[Saved data entries]
=======
pub mod adapter;
pub mod config;
pub mod error;
pub mod extract;
pub mod model;
pub mod prompt;
pub mod server;

pub use config::AppConfig;
pub use extract::extract_json;
pub use model::{Completion, GenerationSettings, ModelMetadata, TextGenerator};
pub use server::{MatchRequest, build_router};
use std::sync::Arc;

use axum::{
    Json, Router,
    extract::State,
    routing::{get, post},
};
use serde::{Deserialize, Serialize};
use serde_json::Value;
use tower_http::{cors::CorsLayer, trace::TraceLayer};
use tracing::info;

use crate::{
    config::AppConfig,
    error::ServiceError,
    extract::extract_json,
    model::{GenerationSettings, ModelMetadata, TextGenerator},
    prompt::build_messages,
};

#[derive(Clone)]
pub struct AppState {
    pub config: Arc<AppConfig>,
    pub generator: Arc<dyn TextGenerator>,
}

/// Body of `POST /match-cv`. Missing or `null` fields read as empty strings.
#[derive(Debug, Default, Deserialize)]
#[serde(default)]
pub struct MatchRequest {
    pub cv: Option<String>,
    pub job_description: Option<String>,
}

impl MatchRequest {
    pub fn cv(&self) -> &str {
        self.cv.as_deref().unwrap_or_default()
    }

    pub fn job_description(&self) -> &str {
        self.job_description.as_deref().unwrap_or_default()
    }
}

#[derive(Serialize)]
struct MetadataResponse {
    model: ModelMetadata,
    generation: GenerationSettings,
}

pub fn build_router(config: Arc<AppConfig>, generator: Arc<dyn TextGenerator>) -> Router {
    let cors_allow_any = config.cors_allow_any;
    let state = AppState { config, generator };

    let router = Router::new()
        .route("/health", get(health))
        .route("/match-cv", post(match_cv))
        .route("/metadata", get(metadata))
        .with_state(state)
        .layer(TraceLayer::new_for_http());

    if cors_allow_any {
        router.layer(CorsLayer::permissive())
    } else {
        router
    }
}

fn generation_settings(config: &AppConfig) -> GenerationSettings {
    GenerationSettings {
        max_new_tokens: config.max_new_tokens,
        temperature: config.temperature,
        top_k: config.top_k,
    }
}

async fn health() -> &'static str {
    "ok"
}

async fn match_cv(
    State(state): State<AppState>,
    Json(request): Json<MatchRequest>,
) -> Result<Json<Value>, ServiceError> {
    let messages = build_messages(request.cv(), request.job_description());
    let completion = state
        .generator
        .generate(messages, generation_settings(&state.config))
        .await?;

    info!(
        prompt_tokens = completion.prompt_tokens,
        tokens_generated = completion.tokens_generated,
        truncated = completion.truncated,
        total_time_ms = completion.total_time_ms as u64,
        "assessment generated"
    );
    if completion.truncated {
        tracing::warn!(
            max_new_tokens = state.config.max_new_tokens,
            "generation hit the token budget, output may be cut mid-JSON"
        );
    }

    Ok(Json(extract_json(&completion.text)))
}

async fn metadata(State(state): State<AppState>) -> Json<MetadataResponse> {
    Json(MetadataResponse {
        model: state.generator.metadata(),
        generation: generation_settings(&state.config),
    })
}
//! Best-effort recovery of the JSON assessment from free-form model output.

use serde_json::{Value, json};

/// Byte offsets of the first `{` and the last `}` when they form a span.
fn json_bounds(text: &str) -> Option<(usize, usize)> {
    let start = text.find('{')?;
    let end = text.rfind('}')?;
    (end > start).then_some((start, end))
}

/// Parses the span between the first `{` and the last `}` of `text`.
///
/// Without such a span the raw text comes back as `{"result": text}`, with no
/// `"error"`. That includes output cut off after its opening `{`, before any
/// `}`. When the span is not valid JSON the parser message is attached under
/// `"error"`. A successful parse is returned untouched; its shape is not
/// checked.
pub fn extract_json(text: &str) -> Value {
    let Some((start, end)) = json_bounds(text) else {
        tracing::warn!(bytes = text.len(), "no JSON object in model output");
        return json!({ "result": text });
    };

    // Both delimiters are single-byte, so the slice is on char boundaries.
    match serde_json::from_str::<Value>(&text[start..=end]) {
        Ok(value) => value,
        Err(err) => {
            tracing::warn!(error = %err, "model output is not valid JSON");
            json!({ "result": text, "error": err.to_string() })
        }
    }
}

#[cfg(test)]
mod tests {
    use super::*;

    #[test]
    fn returns_embedded_object() {
        let value = extract_json("blah {\"score\": 90} blah");
        assert_eq!(value, json!({ "score": 90 }));
    }

    #[test]
    fn returns_full_assessment_unvalidated() {
        let text = r#"Here is the result:
{
  "matching_analysis": "Strong Python and ML background.",
  "description": "Good fit.",
  "score": 185,
  "recommendation": "Highlight web framework experience."
}"#;
        let value = extract_json(text);
        assert_eq!(value["score"], json!(185));
        assert_eq!(value["description"], json!("Good fit."));
        assert!(value.get("result").is_none());
    }

    #[test]
    fn no_braces_yields_raw_result() {
        assert_eq!(
            extract_json("no braces here"),
            json!({ "result": "no braces here" })
        );
    }

    #[test]
    fn empty_text_yields_raw_result() {
        assert_eq!(extract_json(""), json!({ "result": "" }));
    }

    #[test]
    fn invalid_json_carries_error() {
        let value = extract_json("{not json}");
        assert_eq!(value["result"], json!("{not json}"));
        let error = value["error"].as_str().unwrap();
        assert!(!error.is_empty());
    }

    #[test]
    fn truncated_before_closing_brace_falls_back() {
        let text = "{\"matching_analysis\": \"The candidate has three years of Pyt";
        assert_eq!(extract_json(text), json!({ "result": text }));
    }

    #[test]
    fn opening_brace_alone_has_no_error() {
        let value = extract_json("{\"score\": 8");
        assert_eq!(value, json!({ "result": "{\"score\": 8" }));
        assert!(value.get("error").is_none());
    }

    #[test]
    fn truncated_after_nested_object_reports_error() {
        let text = "{\"details\": {\"skills\": 4}, \"score\": 7";
        let value = extract_json(text);
        assert_eq!(value["result"], json!(text));
        assert!(value["error"].as_str().is_some());
    }

    #[test]
    fn reversed_braces_are_not_a_span() {
        assert_eq!(extract_json("} oops {"), json!({ "result": "} oops {" }));
    }

    #[test]
    fn multibyte_text_around_object() {
        let value = extract_json("Kết quả: {\"score\": 72} xong");
        assert_eq!(value, json!({ "score": 72 }));
    }
}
=======
TASK ITEM:
Repeat the data in full. Alter nothing.

ANSWER SPACE:
pub mod adapter;
pub mod config;
pub mod error;
pub mod extract;
pub mod model;
pub mod prompt;
pub mod server;

pub use config::AppConfig;
pub use extract::extract_json;
pub use model::{Completion, GenerationSettings, ModelMetadata, TextGenerator};
pub use server::{MatchRequest, build_router};
use std::sync::Arc;

use axum::{
    Json, Router,
    extract::State,
    routing::{get, post},
};
use serde::{Deserialize, Serialize};
use serde_json::Value;
use tower_http::{cors::CorsLayer, trace::TraceLayer};
use tracing::info;

use crate::{
    config::AppConfig,
    error::ServiceError,
    extract::extract_json,
    model::{GenerationSettings, ModelMetadata, TextGenerator},
    prompt::build_messages,
};

#[derive(Clone)]
pub struct AppState {
    pub config: Arc<AppConfig>,
    pub generator: Arc<dyn TextGenerator>,
}

/// Body of `POST /match-cv`. Missing or `null` fields read as empty strings.
#[derive(Debug, Default, Deserialize)]
#[serde(default)]
pub struct MatchRequest {
    pub cv: Option<String>,
    pub job_description: Option<String>,
}

impl MatchRequest {
    pub fn cv(&self) -> &str {
        self.cv.as_deref().unwrap_or_default()
    }

    pub fn job_description(&self) -> &str {
        self.job_description.as_deref().unwrap_or_default()
    }
}

#[derive(Serialize)]
struct MetadataResponse {
    model: ModelMetadata,
    generation: GenerationSettings,
}

pub fn build_router(config: Arc<AppConfig>, generator: Arc<dyn TextGenerator>) -> Router {
    let cors_allow_any = config.cors_allow_any;
    let state = AppState { config, generator };

    let router = Router::new()
        .route("/health", get(health))
        .route("/match-cv", post(match_cv))
        .route("/metadata", get(metadata))
        .with_state(state)
        .layer(TraceLayer::new_for_http());

    if cors_allow_any {
        router.layer(CorsLayer::permissive())
    } else {
        router
    }
}

fn generation_settings(config: &AppConfig) -> GenerationSettings {
    GenerationSettings {
        max_new_tokens: config.max_new_tokens,
        temperature: config.temperature,
        top_k: config.top_k,
    }
}

async fn health() -> &'static str {
    "ok"
}

async fn match_cv(
    State(state): State<AppState>,
    Json(request): Json<MatchRequest>,
) -> Result<Json<Value>, ServiceError> {
    let messages = build_messages(request.cv(), request.job_description());
    let completion = state
        .generator
        .generate(messages, generation_settings(&state.config))
        .await?;

    info!(
        prompt_tokens = completion.prompt_tokens,
        tokens_generated = completion.tokens_generated,
        truncated = completion.truncated,
        total_time_ms = completion.total_time_ms as u64,
        "assessment generated"
    );
    if completion.truncated {
        tracing::warn!(
            max_new_tokens = state.config.max_new_tokens,
            "generation hit the token budget, output may be cut mid-JSON"
        );
    }

    Ok(Json(extract_json(&completion.text)))
}

async fn metadata(State(state): State<AppState>) -> Json<MetadataResponse> {
    Json(MetadataResponse {
        model: state.generator.metadata(),
        generation: generation_settings(&state.config),
    })
}
//! Best-effort recovery of the JSON assessment from free-form model output.

use serde_json::{Value, json};

/// Byte offsets of the first `{` and the last `}` when they form a span.
fn json_bounds(text: &str) -> Option<(usize, usize)> {
    let start = text.find('{')?;
    let end = text.rfind('}')?;
    (end > start).then_some((start, end))
}

/// Parses the span between the first `{` and the last `}` of `text`.
///
/// Without such a span the raw text comes back as `{"result": text}`, with no
/// `"error"`. That includes output cut off after its opening `{`, before any
/// `}`. When the span is not valid JSON the parser message is attached under
/// `"error"`. A successful parse is returned untouched; its shape is not
/// checked.
pub fn extract_json(text: &str) -> Value {
    let Some((start, end)) = json_bounds(text) else {
        tracing::warn!(bytes = text.len(), "no JSON object in model output");
        return json!({ "result": text });
    };

    // Both delimiters are single-byte, so the slice is on char boundaries.
    match serde_json::from_str::<Value>(&text[start..=end]) {
        Ok(value) => value,
        Err(err) => {
            tracing::warn!(error = %err, "model output is not valid JSON");
            json!({ "result": text, "error": err.to_string() })
        }
    }
}

#[cfg(test)]
mod tests {
    use super::*;

    #[test]
    fn returns_embedded_object() {
        let value = extract_json("blah {\"score\": 90} blah");
        assert_eq!(value, json!({ "score": 90 }));
    }

    #[test]
    fn returns_full_assessment_unvalidated() {
        let text = r#"Here is the result:
{
  "matching_analysis": "Strong Python and ML background.",
  "description": "Good fit.",
  "score": 185,
  "recommendation": "Highlight web framework experience."
}"#;
        let value = extract_json(text);
        assert_eq!(value["score"], json!(185));
        assert_eq!(value["description"], json!("Good fit."));
        assert!(value.get("result").is_none());
    }

    #[test]
    fn no_braces_yields_raw_result() {
        assert_eq!(
            extract_json("no braces here"),
            json!({ "result": "no braces here" })
        );
    }

    #[test]
    fn empty_text_yields_raw_result() {
        assert_eq!(extract_json(""), json!({ "result": "" }));
    }

    #[test]
    fn invalid_json_carries_error() {
        let value = extract_json("{not json}");
        assert_eq!(value["result"], json!("{not json}"));
        let error = value["error"].as_str().unwrap();
        assert!(!error.is_empty());
    }

    #[test]
    fn truncated_before_closing_brace_falls_back() {
        let text = "{\"matching_analysis\": \"The candidate has three years of Pyt";
        assert_eq!(extract_json(text), json!({ "result": text }));
    }

    #[test]
    fn opening_brace_alone_has_no_error() {
        let value = extract_json("{\"score\": 8");
        assert_eq!(value, json!({ "result": "{\"score\": 8" }));
        assert!(value.get("error").is_none());
    }

    #[test]
    fn truncated_after_nested_object_reports_error() {
        let text = "{\"details\": {\"skills\": 4}, \"score\": 7";
        let value = extract_json(text);
        assert_eq!(value["result"], json!(text));
        assert!(value["error"].as_str().is_some());
    }

    #[test]
    fn reversed_braces_are_not_a_span() {
        assert_eq!(extract_json("} oops {"), json!({ "result": "} oops {" }));
    }

    #[test]
    fn multibyte_text_around_object() {
        let value = extract_json("Kết quả: {\"score\": 72} xong");
        assert_eq!(value, json!({ "score": 72 }));
    }
}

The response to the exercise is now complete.